INPUT RECORDS
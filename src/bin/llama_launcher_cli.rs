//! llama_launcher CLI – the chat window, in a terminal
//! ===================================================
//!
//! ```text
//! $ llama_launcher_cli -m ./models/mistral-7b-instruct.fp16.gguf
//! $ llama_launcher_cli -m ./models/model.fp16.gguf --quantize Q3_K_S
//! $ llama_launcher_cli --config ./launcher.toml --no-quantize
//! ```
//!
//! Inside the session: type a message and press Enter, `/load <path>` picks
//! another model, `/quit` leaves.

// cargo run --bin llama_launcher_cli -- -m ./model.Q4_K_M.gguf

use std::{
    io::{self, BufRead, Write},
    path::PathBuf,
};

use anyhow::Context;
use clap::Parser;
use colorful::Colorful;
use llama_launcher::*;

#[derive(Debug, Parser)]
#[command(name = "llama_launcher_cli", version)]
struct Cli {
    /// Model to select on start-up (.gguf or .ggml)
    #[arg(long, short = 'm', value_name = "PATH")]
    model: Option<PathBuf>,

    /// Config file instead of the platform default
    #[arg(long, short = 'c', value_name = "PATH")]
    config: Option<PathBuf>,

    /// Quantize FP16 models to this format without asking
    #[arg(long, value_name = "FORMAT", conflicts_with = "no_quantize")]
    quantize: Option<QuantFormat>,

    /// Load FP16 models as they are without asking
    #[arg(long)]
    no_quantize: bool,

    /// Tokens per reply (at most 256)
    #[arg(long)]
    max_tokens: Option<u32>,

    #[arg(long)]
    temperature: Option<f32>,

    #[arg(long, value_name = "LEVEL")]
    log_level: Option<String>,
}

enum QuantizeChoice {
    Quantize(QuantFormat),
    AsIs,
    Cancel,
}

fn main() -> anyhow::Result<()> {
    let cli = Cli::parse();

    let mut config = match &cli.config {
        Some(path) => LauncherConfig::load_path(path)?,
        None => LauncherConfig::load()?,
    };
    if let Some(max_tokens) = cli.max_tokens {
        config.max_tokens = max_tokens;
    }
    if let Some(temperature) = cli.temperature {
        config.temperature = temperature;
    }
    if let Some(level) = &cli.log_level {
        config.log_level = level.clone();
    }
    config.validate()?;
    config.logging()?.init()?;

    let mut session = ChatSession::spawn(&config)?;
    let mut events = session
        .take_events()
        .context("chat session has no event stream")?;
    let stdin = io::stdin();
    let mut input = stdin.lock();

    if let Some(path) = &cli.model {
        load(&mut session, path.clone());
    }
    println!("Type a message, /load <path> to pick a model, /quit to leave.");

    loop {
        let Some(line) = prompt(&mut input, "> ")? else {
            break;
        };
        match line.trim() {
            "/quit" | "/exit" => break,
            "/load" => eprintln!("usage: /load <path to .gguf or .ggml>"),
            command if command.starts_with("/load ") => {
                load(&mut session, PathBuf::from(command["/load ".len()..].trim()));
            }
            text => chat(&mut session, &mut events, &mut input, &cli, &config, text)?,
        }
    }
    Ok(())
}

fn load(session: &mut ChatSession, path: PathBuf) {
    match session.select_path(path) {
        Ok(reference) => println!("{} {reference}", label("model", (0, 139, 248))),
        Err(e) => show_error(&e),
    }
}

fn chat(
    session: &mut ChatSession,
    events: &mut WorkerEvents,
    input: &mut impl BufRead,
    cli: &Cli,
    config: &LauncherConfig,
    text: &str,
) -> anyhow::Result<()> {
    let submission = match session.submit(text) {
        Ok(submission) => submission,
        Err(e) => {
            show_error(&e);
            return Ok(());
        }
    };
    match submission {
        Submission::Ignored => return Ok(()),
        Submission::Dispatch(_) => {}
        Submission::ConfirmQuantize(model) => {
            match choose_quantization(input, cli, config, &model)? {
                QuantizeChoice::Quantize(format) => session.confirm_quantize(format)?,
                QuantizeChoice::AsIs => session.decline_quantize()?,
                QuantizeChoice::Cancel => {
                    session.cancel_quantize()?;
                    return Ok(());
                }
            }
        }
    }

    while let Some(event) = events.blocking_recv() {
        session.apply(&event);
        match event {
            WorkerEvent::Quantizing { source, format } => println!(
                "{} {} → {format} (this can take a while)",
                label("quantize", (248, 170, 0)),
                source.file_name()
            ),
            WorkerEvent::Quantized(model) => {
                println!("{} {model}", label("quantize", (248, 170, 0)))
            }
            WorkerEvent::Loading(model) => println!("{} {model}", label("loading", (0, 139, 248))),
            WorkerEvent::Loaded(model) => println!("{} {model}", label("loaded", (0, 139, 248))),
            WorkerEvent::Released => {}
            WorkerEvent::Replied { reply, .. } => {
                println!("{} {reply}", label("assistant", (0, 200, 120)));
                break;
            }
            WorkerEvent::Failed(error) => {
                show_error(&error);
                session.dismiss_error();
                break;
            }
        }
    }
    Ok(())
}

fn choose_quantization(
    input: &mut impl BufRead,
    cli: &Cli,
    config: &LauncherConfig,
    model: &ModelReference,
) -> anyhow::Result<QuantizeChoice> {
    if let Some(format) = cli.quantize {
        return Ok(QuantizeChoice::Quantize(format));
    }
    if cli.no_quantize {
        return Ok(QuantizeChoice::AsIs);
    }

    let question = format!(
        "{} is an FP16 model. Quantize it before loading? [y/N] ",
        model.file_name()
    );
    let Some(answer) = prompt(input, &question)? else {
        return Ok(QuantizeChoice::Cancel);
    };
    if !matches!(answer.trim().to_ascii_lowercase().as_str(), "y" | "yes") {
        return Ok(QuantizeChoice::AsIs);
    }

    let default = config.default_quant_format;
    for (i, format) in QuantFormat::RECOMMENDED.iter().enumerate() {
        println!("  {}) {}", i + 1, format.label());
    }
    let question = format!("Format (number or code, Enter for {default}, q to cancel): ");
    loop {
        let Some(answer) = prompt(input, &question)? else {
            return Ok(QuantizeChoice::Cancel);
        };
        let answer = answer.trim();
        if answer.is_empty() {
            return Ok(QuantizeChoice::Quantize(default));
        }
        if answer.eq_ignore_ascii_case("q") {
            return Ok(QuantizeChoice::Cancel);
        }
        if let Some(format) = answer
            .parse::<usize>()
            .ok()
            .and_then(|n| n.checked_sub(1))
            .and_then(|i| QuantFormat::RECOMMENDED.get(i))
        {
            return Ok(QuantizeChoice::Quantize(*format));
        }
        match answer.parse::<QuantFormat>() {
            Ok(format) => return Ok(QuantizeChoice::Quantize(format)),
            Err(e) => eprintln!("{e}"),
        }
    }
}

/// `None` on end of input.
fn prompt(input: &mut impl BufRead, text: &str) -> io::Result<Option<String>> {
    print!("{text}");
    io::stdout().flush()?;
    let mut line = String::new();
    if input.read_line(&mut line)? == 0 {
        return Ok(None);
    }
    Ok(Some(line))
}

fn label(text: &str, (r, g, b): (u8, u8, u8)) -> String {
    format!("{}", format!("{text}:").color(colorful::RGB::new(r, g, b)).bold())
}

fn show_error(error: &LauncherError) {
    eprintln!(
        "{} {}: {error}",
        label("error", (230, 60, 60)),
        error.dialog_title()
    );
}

TASK GOAL
Each line of the records that contains the string "clone" must be copied.

EXERCISE OUTPUT
        config.log_level = level.clone();
        load(&mut session, path.clone());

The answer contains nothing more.